Downplaying a serious issue

Torbjorn Granlund tg at gmplib.org
Thu Apr 3 14:25:56 UTC 2014


Glen Barber <gjb at FreeBSD.org> writes:

  On Thu, Apr 03, 2014 at 07:36:05AM -0400, Glen Barber wrote:
  > On Thu, Apr 03, 2014 at 09:47:02AM +0200, Torbjorn Granlund wrote:
  > > Glen Barber <gjb at FreeBSD.org> writes:
  > >   The issue is specific to certain hardware configurations, and unless
  > >   anyone has made any breakthroughs that I am unaware of, the cause is
  > >   still unknown.
  > >   
  > > It happens on:
  > > 
  > > AMD piledriver running Linux+KVM
  > > AMD piledriver running Linux+Xen
  > > Intel Nehalem running NetBSD+Xen
  > > Intel Sandybridge running NetBSD+Xen
  > > Intel Haswell running NetBSD+Xen
  > > AMD K10 Barcelona running NetBSD+Xen
  > > AMD Bulldozer running NetBSD+Xen
  > > 
  > 
  > We need more specifics.
  > 
  
  Here is the type of information we need:
   CPU information
   RAM
   ACPI information
   Drive controller information
  
The CPU list is above.

I have used RAM from 192 MiB to 512 MiB.  Your machine where you have
not observed problems clearly has an amount of memory in a quite
different range.  Perhaps this bug is related to the amount of RAM?

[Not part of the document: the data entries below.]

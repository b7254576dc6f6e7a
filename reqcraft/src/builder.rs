//! Incremental description of a request and its serialization.
//!
//! Headers, parameters and a body can be supplied in any order as they are
//! discovered; [`RequestBuilder::materialize`] turns the current state into
//! wire bytes and can be called any number of times.
//!
//! Two shapes come out of it:
//!
//! - a fresh request built from the target url alone, used when no header
//!   was supplied or the method is `GET`. A non-empty body is then sent as a
//!   single form encoded body parameter and the request becomes a `POST`.
//! - a request derived from the [`BaseMessage`]: its request line becomes
//!   `POST <path>` for the new target, headers named by the supplied ones
//!   are replaced and all others (cookies, authorization, ...) are kept.
//!
//! Parameters are appended last, in insertion order, in both shapes.

use std::str::FromStr;

use tracing::{debug, warn};

use crate::{
    config::Config,
    header,
    message::BaseMessage,
    method::Method,
    parameter::{Parameter, ParameterKind, ParameterList},
    request::RawRequest,
    uri::url::Url,
};

#[derive(Debug, Clone, Default)]
pub struct RequestBuilder {
    config: Config,
    base: Option<BaseMessage>,
    target: Option<String>,
    method: Method,
    headers: Vec<String>,
    parameters: ParameterList,
    body: Option<String>,
}

impl RequestBuilder {
    pub fn new(url: &str) -> Self {
        Self {
            target: Some(url.to_string()),
            ..Default::default()
        }
    }

    /// Builder whose header-carrying requests derive from `base`.
    pub fn from_base(base: BaseMessage, url: &str) -> Self {
        Self {
            base: Some(base),
            target: Some(url.to_string()),
            ..Default::default()
        }
    }

    pub fn with_config(mut self, config: Config) -> Self {
        self.config = config;
        self
    }

    pub fn set_target(&mut self, url: &str) -> &mut Self {
        self.target = Some(url.to_string());
        self
    }

    pub fn set_method(&mut self, method: Method) -> &mut Self {
        self.method = method;
        self
    }

    pub fn set_body(&mut self, body: &str) -> &mut Self {
        self.body = Some(body.to_string());
        self
    }

    /// Appends a raw `Name: value` line. Multi-line or oversized lines are ignored.
    pub fn add_header(&mut self, line: &str) -> &mut Self {
        if header::is_valid(line, self.config.max_header_size) {
            self.headers.push(line.to_string());
        } else {
            warn!(size = line.len(), "ignoring header that is empty, multi-line or too large");
        }
        self
    }

    pub fn set_headers<S: AsRef<str>>(&mut self, lines: &[S]) -> &mut Self {
        self.headers.clear();
        for line in lines {
            self.add_header(line.as_ref());
        }
        self
    }

    /// Adds a query string parameter.
    pub fn add_parameter(&mut self, name: &str, value: &str) -> &mut Self {
        self.add_parameter_of_kind(name, value, ParameterKind::Url)
    }

    pub fn add_parameter_of_kind(&mut self, name: &str, value: &str, kind: ParameterKind) -> &mut Self {
        if name.is_empty() {
            warn!(?kind, "ignoring parameter without a name");
            return self;
        }
        self.parameters.insert(Parameter::new(name, value, kind));
        self
    }

    pub fn target(&self) -> Option<&str> {
        self.target.as_deref()
    }

    pub fn method(&self) -> Method {
        self.method
    }

    pub fn headers(&self) -> &[String] {
        &self.headers
    }

    pub fn body(&self) -> Option<&str> {
        self.body.as_deref()
    }

    pub fn parameters(&self) -> &ParameterList {
        &self.parameters
    }

    pub fn base(&self) -> Option<&BaseMessage> {
        self.base.as_ref()
    }

    pub fn target_url(&self) -> Option<Url> {
        let target = self.target.as_deref()?;
        match Url::from_str(target) {
            Ok(url) => Some(url),
            Err(e) => {
                warn!(url = target, error = %e, "target is not a usable url");
                None
            }
        }
    }

    /// Structured request for the current state, `None` when no usable
    /// request can be made.
    pub fn build(&self) -> Option<RawRequest> {
        let url = self.target_url()?;

        let mut request = if self.headers.is_empty() || self.method == Method::GET {
            self.fresh(&url)
        } else {
            self.derived(&url)?
        };

        for parameter in &self.parameters {
            request.add_parameter(parameter);
        }
        Some(request)
    }

    pub fn materialize(&self) -> Option<Vec<u8>> {
        self.build().map(|request| request.to_bytes())
    }

    fn fresh(&self, url: &Url) -> RawRequest {
        debug!(%url, "building fresh request");
        let mut request = RawRequest::fresh(url, &self.config.standard);

        if let Some(body) = self.body.as_deref().filter(|b| !b.is_empty()) {
            debug!(size = body.len(), "body present, promoting to POST");
            request.add_parameter(&Parameter::body(&self.config.body_parameter, body));
            request.toggle_method();
        }
        request
    }

    fn derived(&self, url: &Url) -> Option<RawRequest> {
        let Some(base) = self.base.as_ref() else {
            warn!(%url, "headers supplied but there is no base message to derive from");
            return None;
        };
        let Some(original) = base.parsed_request() else {
            warn!(service = %base.service, "base message has no request to derive from");
            return None;
        };

        debug!(%url, overrides = self.headers.len(), "deriving request from base message");
        let body = match &self.body {
            Some(body) => body.as_bytes().to_vec(),
            None => original.body.clone(),
        };
        Some(RawRequest::derive(&original, url, &self.headers, body))
    }
}

#[cfg(test)]
mod tests {
    use super::*;
    use crate::{codec::url_decode, standard::Standard, transport::Service};
    use pretty_assertions::assert_eq;
    use rstest::rstest;

    fn text(raw: Vec<u8>) -> String {
        String::from_utf8(raw).unwrap()
    }

    fn base(request: &str) -> BaseMessage {
        BaseMessage::new(
            Service {
                host: "example.com".to_string(),
                port: 80,
                secure: false,
            },
            request.as_bytes(),
        )
    }

    #[test]
    fn test_fresh_get() {
        let builder = RequestBuilder::new("http://example.com/a");
        assert_eq!(
            text(builder.materialize().unwrap()),
            "GET /a HTTP/1.1\r\nHost: example.com\r\n\r\n"
        );
    }

    #[test]
    fn test_body_promotes_to_post() {
        let mut builder = RequestBuilder::new("http://example.com/a");
        builder.set_body("x=1");
        let raw = text(builder.materialize().unwrap());

        assert!(raw.starts_with("POST /a HTTP/1.1\r\n"));
        let (_, body) = raw.split_once("\r\n\r\n").unwrap();
        assert_eq!(body, "body=x%3D1");
        assert_eq!(url_decode(body.strip_prefix("body=").unwrap()).unwrap(), "x=1");
    }

    #[rstest]
    #[case("x=1")]
    #[case("{\"a\": [1, 2]}")]
    #[case("line one\r\nline two & more = %")]
    fn test_promoted_body_decodes_to_original(#[case] body: &str) {
        let mut builder = RequestBuilder::new("http://example.com/a");
        builder.set_method(Method::GET).set_body(body);
        let request = builder.build().unwrap();

        assert_eq!(request.method(), Method::POST);
        let raw = text(request.body);
        let encoded = raw.strip_prefix("body=").unwrap();
        assert_eq!(url_decode(encoded).unwrap(), body);
    }

    #[test]
    fn test_empty_body_stays_get() {
        let mut builder = RequestBuilder::new("http://example.com/a");
        builder.set_body("");
        assert_eq!(builder.build().unwrap().method(), Method::GET);
    }

    #[test]
    fn test_derived_request_overrides_headers() {
        let mut builder = RequestBuilder::from_base(
            base("GET /old HTTP/1.1\r\nCookie: a=b\r\nHost: example.com\r\n\r\n"),
            "http://new.example.com/a",
        );
        builder.add_header("Host: new.example.com");
        let request = builder.build().unwrap();

        assert_eq!(request.line.to_string(), "POST /a HTTP/1.1");
        assert_eq!(request.headers, vec!["Cookie: a=b", "Host: new.example.com"]);
        assert!(request.body.is_empty());
    }

    #[test]
    fn test_derived_request_keeps_unrelated_headers_in_order() {
        let mut builder = RequestBuilder::from_base(
            base("GET /old HTTP/1.1\r\nHost: example.com\r\nCookie: s=1\r\nAuthorization: Bearer t\r\nAccept: */*\r\nUser-Agent: old\r\n\r\n"),
            "http://example.com/api",
        );
        builder
            .set_method(Method::POST)
            .add_header("user-agent: new")
            .add_header("Accept: application/json")
            .set_body("{}");
        let raw = text(builder.materialize().unwrap());

        assert_eq!(
            raw,
            "POST /api HTTP/1.1\r\nHost: example.com\r\nCookie: s=1\r\nAuthorization: Bearer t\r\nuser-agent: new\r\nAccept: application/json\r\nContent-Length: 2\r\n\r\n{}"
        );
        assert_eq!(raw.to_ascii_lowercase().matches("user-agent:").count(), 1);
        assert_eq!(raw.matches("Accept:").count(), 1);
    }

    #[test]
    fn test_derived_request_uses_base_body_without_own_body() {
        let mut builder = RequestBuilder::from_base(
            base("POST /old HTTP/1.1\r\nHost: example.com\r\nContent-Length: 3\r\n\r\nold"),
            "http://example.com/new",
        );
        builder.add_header("X-Flag: 1");
        assert_eq!(
            text(builder.materialize().unwrap()),
            "POST /new HTTP/1.1\r\nHost: example.com\r\nContent-Length: 3\r\nX-Flag: 1\r\n\r\nold"
        );
    }

    #[rstest]
    #[case("PROPFIND /old HTTP/1.1")]
    #[case("GET /old path HTTP/1.1")]
    #[case("get  /old   HTTP/1.1")]
    fn test_derived_request_from_any_versioned_line(#[case] line: &str) {
        let mut builder = RequestBuilder::from_base(
            base(&format!("{}\r\nHost: old.example.com\r\nCookie: a=b\r\n\r\n", line)),
            "http://example.com/a",
        );
        builder.add_header("Host: example.com").add_parameter("q", "1");

        assert_eq!(
            text(builder.materialize().unwrap()),
            "POST /a?q=1 HTTP/1.1\r\nCookie: a=b\r\nHost: example.com\r\n\r\n"
        );
    }

    #[test]
    fn test_derived_request_with_malformed_request_line() {
        let mut builder = RequestBuilder::from_base(
            base("BROKEN LINE\r\nCookie: a=b\r\n\r\n"),
            "http://example.com/a",
        );
        builder.add_header("X-New: 1");
        let request = builder.build().unwrap();
        assert_eq!(request.line.to_string(), "BROKEN LINE");
        assert_eq!(request.headers, vec!["Cookie: a=b", "X-New: 1"]);
    }

    #[test]
    fn test_get_with_headers_builds_fresh() {
        let mut builder = RequestBuilder::new("http://example.com/a");
        builder.set_method(Method::GET).add_header("X-Ignored: 1");
        assert_eq!(
            text(builder.materialize().unwrap()),
            "GET /a HTTP/1.1\r\nHost: example.com\r\n\r\n"
        );
    }

    #[test]
    fn test_parameters_in_insertion_order() {
        let mut builder = RequestBuilder::new("http://example.com/a");
        builder
            .add_parameter("p1", "1")
            .add_parameter("p2", "2")
            .add_parameter("p3", "3")
            .add_parameter("p1", "one");
        let request = builder.build().unwrap();
        assert_eq!(request.line.to_string(), "GET /a?p1=one&p2=2&p3=3 HTTP/1.1");
    }

    #[test]
    fn test_parameter_kinds() {
        let mut builder = RequestBuilder::new("http://example.com/a");
        builder
            .set_body("b")
            .add_parameter("q", "1")
            .add_parameter_of_kind("f", "2", ParameterKind::Body)
            .add_parameter_of_kind("", "dropped", ParameterKind::Url);
        let raw = text(builder.materialize().unwrap());
        assert!(raw.starts_with("POST /a?q=1 HTTP/1.1\r\n"));
        assert!(raw.ends_with("\r\n\r\nbody=b&f=2"));
        assert_eq!(builder.parameters().len(), 2);
    }

    #[rstest]
    #[case(RequestBuilder::default())]
    #[case(RequestBuilder::new("not a url"))]
    #[case(RequestBuilder::new("ftp://example.com/a"))]
    fn test_absent_without_usable_target(#[case] builder: RequestBuilder) {
        assert_eq!(builder.materialize(), None);
    }

    #[test]
    fn test_absent_when_deriving_without_base() {
        let mut builder = RequestBuilder::new("http://example.com/a");
        builder.set_method(Method::POST).add_header("X-A: 1");
        assert_eq!(builder.materialize(), None);

        let mut builder = RequestBuilder::from_base(base(""), "http://example.com/a");
        builder.add_header("X-A: 1");
        assert_eq!(builder.materialize(), None);
    }

    #[test]
    fn test_rejects_multiline_header() {
        let mut builder = RequestBuilder::new("http://example.com/a");
        builder.add_header("X-A: 1\r\nX-Injected: 2").add_header("");
        assert!(builder.headers().is_empty());
    }

    #[test]
    fn test_config_standard_and_body_parameter() {
        let config = Config::default()
            .with_standard(Standard::from_str("HTTP/1.0").unwrap())
            .with_body_parameter("payload");
        let mut builder = RequestBuilder::new("http://example.com/a").with_config(config);
        builder.set_body("a b");

        assert_eq!(
            text(builder.materialize().unwrap()),
            "POST /a HTTP/1.0\r\nHost: example.com\r\nContent-Type: application/x-www-form-urlencoded\r\nContent-Length: 11\r\n\r\npayload=a+b"
        );
    }

    #[test]
    fn test_materialize_is_repeatable() {
        let mut builder = RequestBuilder::new("http://example.com/a");
        builder.set_body("x").add_parameter("p", "1");
        assert_eq!(builder.materialize(), builder.materialize());
    }
}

For all Xen runs, I have had 'apic = 1' in the guest config files.  I
don't know about KVM, I used the default.  (I cannot easily retest this,
since the machine in question now runs Linux+Xen instead of Linux+KVM.
I have no other KVM machine.)

Not sure about emulated drive controller, and how to control that.  I've
used file:/xen/freebsd/32/v100/disk.img,hda,w' mostly, but also tried
xvda instead of hda.

I have been persistent, trying at least 30 installs of 10.0-foo for
several values of foo (BETA, RC, RELEASE, STABLE) and on the various
systems above.

It seems quite likely that this is very easy to confirm, given that
every one of my attempts has been a failure.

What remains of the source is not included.